Mahjoob Zweiri, professor de política contemporânea do Oriente Médio da Universidade do Catar
"Raisi fazia parte da Velayet Faghi, a tutela do sistema jurídico islâmico do regime. Antes de ser presidente, foi chefe do Judiciário. Sob seu reinado sangrento, ele executou milhares de prisioneiros políticos. No entanto, sua morte em nada mudará as políticas doméstica ou externa do Irã."
Taghi Rahmani, 64 anos, jornalista iraniano, marido de Narges Mohammadi, ativista laureada com o Nobel da Paz em 2023
"Não haverá impacto sobre as relações diplomáticas ou o programa nuclear iraniano. Temas estratégicos são dirigidos pelo Conselho Supremo de Segurança Nacional (SNSC). Uma vez que o órgão chega à decisão, a apresenta ao aiatolá Ali Khamenei. O fator que impactará o programa nuclear de Teerã será as eleições presidenciais nos EUA, em novembro."

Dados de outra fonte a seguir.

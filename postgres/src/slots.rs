//! `PostgreSQL` slot store.
//!
//! Claims lock the target row with `SELECT ... FOR UPDATE OF s` inside a
//! transaction whose `lock_timeout` bounds how long a caller queues behind the
//! current lock holder. A timed-out wait surfaces as `Unavailable`.

use crate::error::{classify, is_violation};
use chrono::{NaiveDate, NaiveTime};
use slotbook_core::{
    BookingError, CategoryId, EventCategory, Holder, Identity, NewSlot, Result, SlotFilter,
    SlotId, SlotStore, SlotTransaction, TimeSlot, UserId,
};
use sqlx::error::ErrorKind;
use sqlx::{PgPool, Postgres, QueryBuilder, Transaction};
use std::time::Duration;

/// Default bound on row-lock waits.
pub const DEFAULT_LOCK_TIMEOUT: Duration = Duration::from_secs(5);

/// Insert-or-fetch rounds before giving up on a category name.
const CATEGORY_UPSERT_ATTEMPTS: usize = 3;

macro_rules! select_slots {
    () => {
        r"
        SELECT s.id, s.category_id, c.name AS category_name, s.date, s.start_time, s.end_time,
               s.booked_by, u.username AS booked_by_username
        FROM time_slots s
        JOIN event_categories c ON c.id = s.category_id
        LEFT JOIN users u ON u.id = s.booked_by
        "
    };
}

#[derive(sqlx::FromRow)]
struct SlotRecord {
    id: i64,
    category_id: i64,
    category_name: String,
    date: NaiveDate,
    start_time: NaiveTime,
    end_time: NaiveTime,
    booked_by: Option<i64>,
    booked_by_username: Option<String>,
}

impl From<SlotRecord> for TimeSlot {
    fn from(row: SlotRecord) -> Self {
        let holder = row.booked_by.map(|user_id| {
            let username = row.booked_by_username.unwrap_or_else(|| {
                tracing::warn!(slot_id = row.id, user_id, "Holder row missing from users join");
                String::new()
            });
            Holder {
                user_id: UserId::new(user_id),
                username,
            }
        });
        Self {
            id: SlotId::new(row.id),
            category: EventCategory {
                id: CategoryId::new(row.category_id),
                name: row.category_name,
            },
            date: row.date,
            start_time: row.start_time,
            end_time: row.end_time,
            holder,
        }
    }
}

/// Slot store backed by a `PgPool`.
#[derive(Clone, Debug)]
pub struct PgSlotStore {
    pool: PgPool,
    lock_timeout: Duration,
}

impl PgSlotStore {
    /// Create a store using [`DEFAULT_LOCK_TIMEOUT`].
    #[must_use]
    pub const fn new(pool: PgPool) -> Self {
        Self {
            pool,
            lock_timeout: DEFAULT_LOCK_TIMEOUT,
        }
    }

    /// Override the row-lock wait bound.
    #[must_use]
    pub const fn with_lock_timeout(mut self, lock_timeout: Duration) -> Self {
        self.lock_timeout = lock_timeout;
        self
    }

    /// Open a transaction whose lock waits are bounded by the configured timeout.
    async fn begin_bounded(&self) -> Result<Transaction<'static, Postgres>> {
        let mut tx = self.pool.begin().await.map_err(classify)?;
        // SET does not take bind parameters; the value is an integer we format ourselves.
        // Postgres reads 0 as "no timeout", so the bound never drops below 1ms.
        let millis = self.lock_timeout.as_millis().max(1);
        let statement = format!("SET LOCAL lock_timeout = '{millis}ms'");
        sqlx::query(&statement)
            .execute(&mut *tx)
            .await
            .map_err(classify)?;
        Ok(tx)
    }
}

impl SlotStore for PgSlotStore {
    type Tx = PgSlotTransaction;

    async fn begin(&self) -> Result<PgSlotTransaction> {
        let tx = self.begin_bounded().await?;
        Ok(PgSlotTransaction { tx })
    }

    async fn list_slots(&self, filter: &SlotFilter) -> Result<Vec<TimeSlot>> {
        let mut query = QueryBuilder::<Postgres>::new(select_slots!());
        query.push(" WHERE TRUE");
        if let Some(from) = filter.date_from {
            query.push(" AND s.date >= ").push_bind(from);
        }
        if let Some(to) = filter.date_to {
            query.push(" AND s.date <= ").push_bind(to);
        }
        if let Some(name) = filter.category.name() {
            query.push(" AND c.name = ").push_bind(name.to_owned());
        }
        query.push(" ORDER BY s.date, s.start_time, s.id");

        let rows: Vec<SlotRecord> = query
            .build_query_as()
            .fetch_all(&self.pool)
            .await
            .map_err(classify)?;

        Ok(rows.into_iter().map(TimeSlot::from).collect())
    }

    async fn upsert_category_by_name(&self, name: &str) -> Result<EventCategory> {
        for _ in 0..CATEGORY_UPSERT_ATTEMPTS {
            let inserted: Option<(i64,)> = sqlx::query_as(
                r"
                INSERT INTO event_categories (name) VALUES ($1)
                ON CONFLICT (name) DO NOTHING
                RETURNING id
                ",
            )
            .bind(name)
            .fetch_optional(&self.pool)
            .await
            .map_err(classify)?;

            let found = match inserted {
                Some(row) => Some(row),
                None => sqlx::query_as("SELECT id FROM event_categories WHERE name = $1")
                    .bind(name)
                    .fetch_optional(&self.pool)
                    .await
                    .map_err(classify)?,
            };

            if let Some((id,)) = found {
                return Ok(EventCategory {
                    id: CategoryId::new(id),
                    name: name.to_owned(),
                });
            }
            // The conflicting row was deleted between the two statements.
            tracing::debug!(category = name, "Category vanished during upsert, retrying");
        }

        Err(BookingError::Storage(format!(
            "Could not upsert category '{name}'"
        )))
    }

    async fn create_slot(&self, slot: NewSlot) -> Result<TimeSlot> {
        let inserted: std::result::Result<(i64,), sqlx::Error> = sqlx::query_as(
            r"
            INSERT INTO time_slots (category_id, date, start_time, end_time)
            VALUES ($1, $2, $3, $4)
            RETURNING id
            ",
        )
        .bind(slot.category.id.get())
        .bind(slot.date)
        .bind(slot.start_time)
        .bind(slot.end_time)
        .fetch_one(&self.pool)
        .await;

        let (id,) = match inserted {
            Ok(row) => row,
            Err(error) if is_violation(&error, ErrorKind::CheckViolation) => {
                return Err(BookingError::Validation(
                    "Start time must be before end time".into(),
                ));
            }
            Err(error) => return Err(classify(error)),
        };

        Ok(TimeSlot {
            id: SlotId::new(id),
            category: slot.category,
            date: slot.date,
            start_time: slot.start_time,
            end_time: slot.end_time,
            holder: None,
        })
    }

    async fn clear_holder(&self, id: SlotId) -> Result<TimeSlot> {
        // The UPDATE queues behind an open claim on the row, so it runs under the same bound.
        let mut tx = self.begin_bounded().await?;
        let row: Option<SlotRecord> = sqlx::query_as(
            r"
            WITH cleared AS (
                UPDATE time_slots SET booked_by = NULL
                WHERE id = $1
                RETURNING id, category_id, date, start_time, end_time, booked_by
            )
            SELECT s.id, s.category_id, c.name AS category_name, s.date, s.start_time, s.end_time,
                   s.booked_by, NULL::TEXT AS booked_by_username
            FROM cleared s
            JOIN event_categories c ON c.id = s.category_id
            ",
        )
        .bind(id.get())
        .fetch_optional(&mut *tx)
        .await
        .map_err(classify)?;

        let Some(row) = row else {
            return Err(BookingError::slot_not_found(id));
        };
        tx.commit().await.map_err(classify)?;
        Ok(TimeSlot::from(row))
    }

    async fn ping(&self) -> Result<()> {
        sqlx::query("SELECT 1")
            .execute(&self.pool)
            .await
            .map_err(classify)?;
        Ok(())
    }
}

/// A claim or restricted-cancel transaction.
///
/// Dropping it without [`commit`](SlotTransaction::commit) rolls back.
pub struct PgSlotTransaction {
    tx: Transaction<'static, Postgres>,
}

impl SlotTransaction for PgSlotTransaction {
    async fn fetch_for_update(&mut self, id: SlotId) -> Result<TimeSlot> {
        let row: Option<SlotRecord> =
            sqlx::query_as(concat!(select_slots!(), " WHERE s.id = $1 FOR UPDATE OF s"))
                .bind(id.get())
                .fetch_optional(&mut *self.tx)
                .await
                .map_err(classify)?;

        row.map(TimeSlot::from)
            .ok_or_else(|| BookingError::slot_not_found(id))
    }

    async fn set_holder(&mut self, id: SlotId, holder: Option<&Identity>) -> Result<()> {
        let updated = sqlx::query("UPDATE time_slots SET booked_by = $2 WHERE id = $1")
            .bind(id.get())
            .bind(holder.map(|identity| identity.user_id.get()))
            .execute(&mut *self.tx)
            .await
            .map_err(classify)?;

        if updated.rows_affected() == 0 {
            return Err(BookingError::slot_not_found(id));
        }
        Ok(())
    }

    async fn commit(self) -> Result<()> {
        self.tx.commit().await.map_err(classify)
    }

    async fn rollback(self) -> Result<()> {
        self.tx.rollback().await.map_err(classify)
    }
}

Ali Alfoneh, analista do Instituto dos Estados Árabes do Golfo (em Washington)
"O legado de Raisi é de violência, repressão e abusos sistemáticos de direitos humanos. Sua morte em uma queda de helicóptero encerra um capítulo sombrio na história do Irã, mas também oferece um momento de reflexão e de mudança potencial. A comunidade internacional deve aproveitar a oportunidade para apoiar o povo iraniano e exigir responsabilização por atrocidades."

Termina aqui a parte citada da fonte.